Wine review – Gramp and Son St Hugo, Penfolds, Pikes, Ross Hill, Red Knot, Jim Barry

Gramp and Son St Hugo Cabernet Sauvignon 2013 – wine of the week
Coonawarra and Barossa, South Australia
$55

In the fickle world of corporate wine marketing, St Hugo began life in the 1980s as a Coonawarra cabernet under the Orlando banner. Early this century, it joined cellar mate Jacob’s Creek’s portfolio in a failed bid to add an upmarket layer to the budget brand. Now, a revenant St Hugo stands in its own right, albeit with a nod in subtext to Gramp and Sons, Orlando’s founders. The new release – a blend of Coonawarra cabernet and Barossa shiraz – hits the right balance between fleshy, earthy, soft shiraz and elegant, firm cabernet. It’s a completely satisfying, elegant red with long-term cellaring potential.

Penfolds Max’s Cabernet Sauvignon 2014
Wrattonbully, McLaren Vale, Coonawarra, Barossa Valley, Padthaway, South Australia
$35

Max’s cabernet continues the Penfolds tradition of multi-regional blending to achieve a particular wine style – in this instance a typically full, chewy cabernet that combines savoury richness with bright fruit and elegant structure. The bright blackcurrant-like varietal fruit and elegance probably comes from the cool-grown Limestone Coast components (Wrattonbully, Coonawarra and Padthaway) – with savour and chocolaty richness from warmer McLaren Vale and the Barossa Valley. It’s a bright and fresh modern red, with distinctive Penfolds solidity.

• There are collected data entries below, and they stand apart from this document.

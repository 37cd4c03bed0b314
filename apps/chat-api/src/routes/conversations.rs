//! Conversation list, unread totals and explicit mark-as-read.

use axum::extract::{Path, State};
use axum::routing::{get, put};
use axum::{Json, Router};
use serde::Serialize;
use utoipa::ToSchema;

use crate::auth::middleware::AuthUser;
use crate::error::{ApiError, ApiErrorBody};
use crate::models::conversation::ConversationView;
use crate::AppState;

pub fn router() -> Router<AppState> {
    Router::new()
        .route("/conversations", get(list_conversations))
        .route("/conversations/{username}/read", put(mark_conversation_read))
        .route("/unread", get(unread_total))
}

// ---------------------------------------------------------------------------
// GET /api/v1/conversations
// ---------------------------------------------------------------------------

#[derive(Debug, Serialize, ToSchema)]
pub struct ConversationsResponse {
    pub conversations: Vec<ConversationView>,
}

#[utoipa::path(
    get,
    path = "/api/v1/conversations",
    tag = "Conversations",
    security(("bearer" = [])),
    responses(
        (status = 200, description = "Conversations, newest activity first", body = ConversationsResponse),
        (status = 401, description = "Unauthorized", body = ApiErrorBody),
    ),
)]
pub async fn list_conversations(
    AuthUser(identity): AuthUser,
    State(state): State<AppState>,
) -> Result<Json<ConversationsResponse>, ApiError> {
    let conversations = state.gateway.direct.list_conversations(&identity).await?;
    Ok(Json(ConversationsResponse { conversations }))
}

// ---------------------------------------------------------------------------
// GET /api/v1/unread
// ---------------------------------------------------------------------------

#[derive(Debug, Serialize, ToSchema)]
pub struct UnreadResponse {
    pub unread_count: i64,
}

#[utoipa::path(
    get,
    path = "/api/v1/unread",
    tag = "Conversations",
    security(("bearer" = [])),
    responses(
        (status = 200, description = "Unread direct messages across all conversations", body = UnreadResponse),
        (status = 401, description = "Unauthorized", body = ApiErrorBody),
    ),
)]
pub async fn unread_total(
    AuthUser(identity): AuthUser,
    State(state): State<AppState>,
) -> Result<Json<UnreadResponse>, ApiError> {
    let unread_count = state.gateway.direct.unread_total(&identity).await?;
    Ok(Json(UnreadResponse { unread_count }))
}

// ---------------------------------------------------------------------------
// PUT /api/v1/conversations/:username/read
// ---------------------------------------------------------------------------

#[derive(Debug, Serialize, ToSchema)]
pub struct MarkReadResponse {
    pub marked: u64,
}

#[utoipa::path(
    put,
    path = "/api/v1/conversations/{username}/read",
    tag = "Conversations",
    security(("bearer" = [])),
    params(
        ("username" = String, Path, description = "Counterpart username"),
    ),
    responses(
        (status = 200, description = "Messages from the counterpart marked read", body = MarkReadResponse),
        (status = 401, description = "Unauthorized", body = ApiErrorBody),
        (status = 404, description = "User not found", body = ApiErrorBody),
    ),
)]
pub async fn mark_conversation_read(
    AuthUser(identity): AuthUser,
    State(state): State<AppState>,
    Path(username): Path<String>,
) -> Result<Json<MarkReadResponse>, ApiError> {
    let marked = state.gateway.direct.mark_read(&identity, &username).await?;
    Ok(Json(MarkReadResponse { marked }))
}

Pikes The Assemblage Shiraz Mourvedre Grenache 2014
Polish Hill River, Clare Valley, South Australia

$18–$23
From Clare’s cooler Polish Hill River sub-region, Pikes blend combines summer-berry-like fruit aromas with spice, and an underlying earthy, savoury character. The medium bodied palate reflects the aroma, giving richness without heaviness and finishing with soft, fine tannins. Winemaker Neil Pike writes, “The 2014 vintage was another really good year for shiraz-based reds in the Clare Valley”.

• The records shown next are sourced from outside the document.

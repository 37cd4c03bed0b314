//! Conversation summaries and the per-pair lock that keeps them consistent.
//!
//! Every write to a pair's summary (send, mark read, recount) happens under
//! that pair's [`PairGuard`]. Unrelated pairs never contend.

use std::sync::Arc;

use dashmap::{DashMap, DashSet};
use tokio::sync::{Mutex, OwnedMutexGuard};

use crate::db::{DurableStore, StoreError};
use crate::models::conversation::{ConversationPair, ConversationSummary, ConversationView, SummaryUpdate};

pub struct ConversationAggregator {
    store: Arc<dyn DurableStore>,
    locks: DashMap<ConversationPair, Arc<Mutex<()>>>,
    /// Pairs whose counters may trail the persisted messages.
    stale: DashSet<ConversationPair>,
}

/// Exclusive access to one conversation pair. The lock table entry is
/// dropped with the last guard or waiter.
pub struct PairGuard<'a> {
    aggregator: &'a ConversationAggregator,
    pair: ConversationPair,
    guard: Option<OwnedMutexGuard<()>>,
}

impl PairGuard<'_> {
    pub fn pair(&self) -> &ConversationPair {
        &self.pair
    }
}

impl Drop for PairGuard<'_> {
    fn drop(&mut self) {
        self.guard.take();
        // Only the table itself holds the mutex once nobody is waiting.
        self.aggregator
            .locks
            .remove_if(&self.pair, |_, lock| Arc::strong_count(lock) == 1);
    }
}

impl ConversationAggregator {
    pub fn new(store: Arc<dyn DurableStore>) -> Self {
        Self {
            store,
            locks: DashMap::new(),
            stale: DashSet::new(),
        }
    }

    /// Wait for exclusive access to `pair`.
    pub async fn lock(&self, pair: &ConversationPair) -> PairGuard<'_> {
        let lock = self.locks.entry(pair.clone()).or_default().value().clone();
        let guard = lock.lock_owned().await;
        PairGuard {
            aggregator: self,
            pair: pair.clone(),
            guard: Some(guard),
        }
    }

    /// Fold a persisted message into its pair's summary.
    ///
    /// A failed upsert is retried once. If that fails too the pair is flagged
    /// and its counters are rebuilt by the next successful upsert.
    pub async fn record(
        &self,
        guard: &PairGuard<'_>,
        update: &SummaryUpdate,
    ) -> Result<ConversationSummary, StoreError> {
        debug_assert_eq!(guard.pair(), &update.pair());
        let mut summary = match self.store.upsert_conversation_summary(update).await {
            Ok(summary) => summary,
            Err(err) => {
                tracing::warn!(
                    %err,
                    low = %guard.pair().low(),
                    high = %guard.pair().high(),
                    "summary upsert failed, retrying"
                );
                match self.store.upsert_conversation_summary(update).await {
                    Ok(summary) => summary,
                    Err(err) => {
                        self.stale.insert(guard.pair().clone());
                        return Err(err);
                    }
                }
            }
        };

        if self.stale.contains(guard.pair()) {
            let counts = self.reconcile(guard).await?;
            self.stale.remove(guard.pair());
            for (user_id, count) in [guard.pair().low(), guard.pair().high()].into_iter().zip(counts) {
                if let Some(participant) = summary.participant_mut(user_id) {
                    participant.unread = count;
                }
            }
        }
        Ok(summary)
    }

    /// Mark everything addressed to `reader` in the guarded pair as read and
    /// zero their counter.
    pub async fn mark_read(&self, guard: &PairGuard<'_>, reader_id: &str) -> Result<u64, StoreError> {
        self.store.mark_read(guard.pair(), reader_id).await
    }

    /// Every conversation `user_id` takes part in, newest activity first.
    pub async fn list_for(&self, user_id: &str) -> Result<Vec<ConversationView>, StoreError> {
        let summaries = self.store.query_conversation_summaries(user_id).await?;
        let mut views: Vec<ConversationView> = summaries.iter().filter_map(|s| s.view_for(user_id)).collect();
        views.sort_by(|a, b| b.last_message_time.cmp(&a.last_message_time));
        Ok(views)
    }

    /// Unread messages addressed to `user_id` across all conversations.
    pub async fn unread_total(&self, user_id: &str) -> Result<i64, StoreError> {
        self.store.total_unread(user_id).await
    }

    /// Rebuild both counters of `pair` from the messages themselves. Returns
    /// the counts for `[low, high]`.
    pub async fn recount(&self, pair: &ConversationPair) -> Result<[i64; 2], StoreError> {
        let guard = self.lock(pair).await;
        self.reconcile(&guard).await
    }

    async fn reconcile(&self, guard: &PairGuard<'_>) -> Result<[i64; 2], StoreError> {
        let pair = guard.pair();
        let mut counts = [0; 2];
        for (slot, user_id) in [pair.low(), pair.high()].into_iter().enumerate() {
            let count = self.store.count_unread(pair, user_id).await?;
            self.store.set_unread(pair, user_id, count).await?;
            counts[slot] = count;
        }
        tracing::info!(low = %pair.low(), high = %pair.high(), ?counts, "conversation counters recounted");
        Ok(counts)
    }

    /// Pairs with a live guard or waiter.
    pub fn locked_pairs(&self) -> usize {
        self.locks.len()
    }
}

#[cfg(test)]
mod tests {
    use std::time::Duration;

    use chrono::Utc;

    use super::*;
    use crate::db::memory::MemoryStore;
    use crate::models::message::DirectMessage;
    use crate::models::user::Identity;

    fn update(sender: &Identity, recipient: &Identity, body: &str) -> SummaryUpdate {
        SummaryUpdate {
            sender: sender.clone(),
            recipient: recipient.clone(),
            body: body.to_string(),
            sent_at: Utc::now(),
        }
    }

    #[tokio::test]
    async fn lock_table_is_pruned_after_release() {
        let aggregator = ConversationAggregator::new(Arc::new(MemoryStore::new()));
        let pair = ConversationPair::new("usr_a", "usr_b");
        {
            let _guard = aggregator.lock(&pair).await;
            assert_eq!(aggregator.locked_pairs(), 1);
        }
        assert_eq!(aggregator.locked_pairs(), 0);
    }

    #[tokio::test]
    async fn same_pair_is_exclusive() {
        let aggregator = Arc::new(ConversationAggregator::new(Arc::new(MemoryStore::new())));
        let pair = ConversationPair::new("usr_a", "usr_b");
        let guard = aggregator.lock(&pair).await;

        let contender = {
            let aggregator = aggregator.clone();
            let pair = ConversationPair::new("usr_b", "usr_a");
            tokio::spawn(async move {
                let _guard = aggregator.lock(&pair).await;
            })
        };
        tokio::time::sleep(Duration::from_millis(20)).await;
        assert!(!contender.is_finished());

        // A different pair is not blocked.
        let other = aggregator.lock(&ConversationPair::new("usr_a", "usr_c")).await;
        drop(other);

        drop(guard);
        contender.await.unwrap();
        assert_eq!(aggregator.locked_pairs(), 0);
    }

    #[tokio::test]
    async fn concurrent_records_never_lose_increments() {
        let store = Arc::new(MemoryStore::new());
        let aggregator = Arc::new(ConversationAggregator::new(store.clone()));
        let alice = Identity::new("usr_a", "alice");
        let bob = Identity::new("usr_b", "bob");

        let tasks: Vec<_> = (0..25)
            .map(|i| {
                let aggregator = aggregator.clone();
                let (alice, bob) = (alice.clone(), bob.clone());
                tokio::spawn(async move {
                    let update = update(&alice, &bob, &format!("m{i}"));
                    let guard = aggregator.lock(&update.pair()).await;
                    aggregator.record(&guard, &update).await.unwrap();
                })
            })
            .collect();
        for task in tasks {
            task.await.unwrap();
        }

        let summary = store.summary(&ConversationPair::new("usr_a", "usr_b")).unwrap();
        assert_eq!(summary.unread_for("usr_b"), 25);
        assert_eq!(summary.unread_for("usr_a"), 0);
    }

    #[tokio::test]
    async fn list_for_projects_counterpart_newest_first() {
        let store = Arc::new(MemoryStore::new());
        let aggregator = ConversationAggregator::new(store);
        let alice = Identity::new("usr_a", "alice");
        let bob = Identity::new("usr_b", "bob");
        let carol = Identity::new("usr_c", "carol");

        for (sender, recipient) in [(&alice, &bob), (&carol, &alice)] {
            let update = update(sender, recipient, "hello");
            let guard = aggregator.lock(&update.pair()).await;
            aggregator.record(&guard, &update).await.unwrap();
            tokio::time::sleep(Duration::from_millis(2)).await;
        }

        let views = aggregator.list_for("usr_a").await.unwrap();
        let with: Vec<_> = views.iter().map(|v| (v.with.as_str(), v.unread_count)).collect();
        assert_eq!(with, [("carol", 1), ("bob", 0)]);
    }

    #[tokio::test]
    async fn recount_repairs_counters() {
        let store = Arc::new(MemoryStore::new());
        let aggregator = ConversationAggregator::new(store.clone());
        let alice = Identity::new("usr_a", "alice");
        let bob = Identity::new("usr_b", "bob");
        let pair = ConversationPair::new("usr_a", "usr_b");

        for id in 1..=3 {
            let message = DirectMessage::new(id, &alice, &bob, "hi", Utc::now());
            store.save_direct_message(&message).await.unwrap();
        }
        // Only one of three messages made it into the summary.
        let update = update(&alice, &bob, "hi");
        {
            let guard = aggregator.lock(&pair).await;
            aggregator.record(&guard, &update).await.unwrap();
        }
        assert_eq!(store.summary(&pair).unwrap().unread_for("usr_b"), 1);

        let counts = aggregator.recount(&pair).await.unwrap();
        assert_eq!(counts, [0, 3]);
        assert_eq!(store.summary(&pair).unwrap().unread_for("usr_b"), 3);
    }
}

Ross Hill Pinnacle Series Pinot Gris 2014
Ross Hill Wallace Lane vineyard, Orange, NSW
$30
It doesn’t get much higher or cooler in Orange than Ross Hill’s Wallace Lane vineyard at 1015 metres altitude. The cool site brings out the varietal character of pinot gris, and winemaker Phil Kerney captures it. He presses juice from whole bunches direct to tank for fermentation by ambient yeasts. The wine is pale and bright, with delicate pear-like varietal aroma and succulent, finely textured palate. Fresh acidity and a little bite of tannin give a clean, drying, savoury finish.

Red Knot Classified Shiraz 2014
Shingleback vineyards, McLaren Vale, South Australia

$18.10–$19.95
Shingleback makes a couple of reds for Woolworths under the Red Knot label. “Classified” is a new product in the range, priced at about $6 a bottle above the standard McLaren Vale shiraz. Unlike the standard wine, “Classified” is all estate grown, selected for its greater flavour depth and body and all matured in oak barrels. The result is a very good McLaren Vale shiraz, offering medium-to-full body, rich, clean varietal flavour and solid tannin structure.

Jim Barry The Lodge Hill Riesling 2016
Jim Barry Lodge Hill vineyard, Clare Valley, South Australia
$18.90–$22
Just four months after vintage the Barry family’s riesling’s in bottle and ready to drink. Bottling often mutes riesling, but this one wafts from the glass with exuberant floral and citrus aromas. The equally vivacious palate absolutely sings with the same floral and citrus varietal character. The sheer fruitiness takes the edge off the acidity, and makes for joyous, bone-dry drinking right now. But there’s flavour intensity, delicacy and texture here, too, and this points to good cellaring potential. It’s a wine to give drinking pleasure now in its youth and across the next decade as the flavours change with time.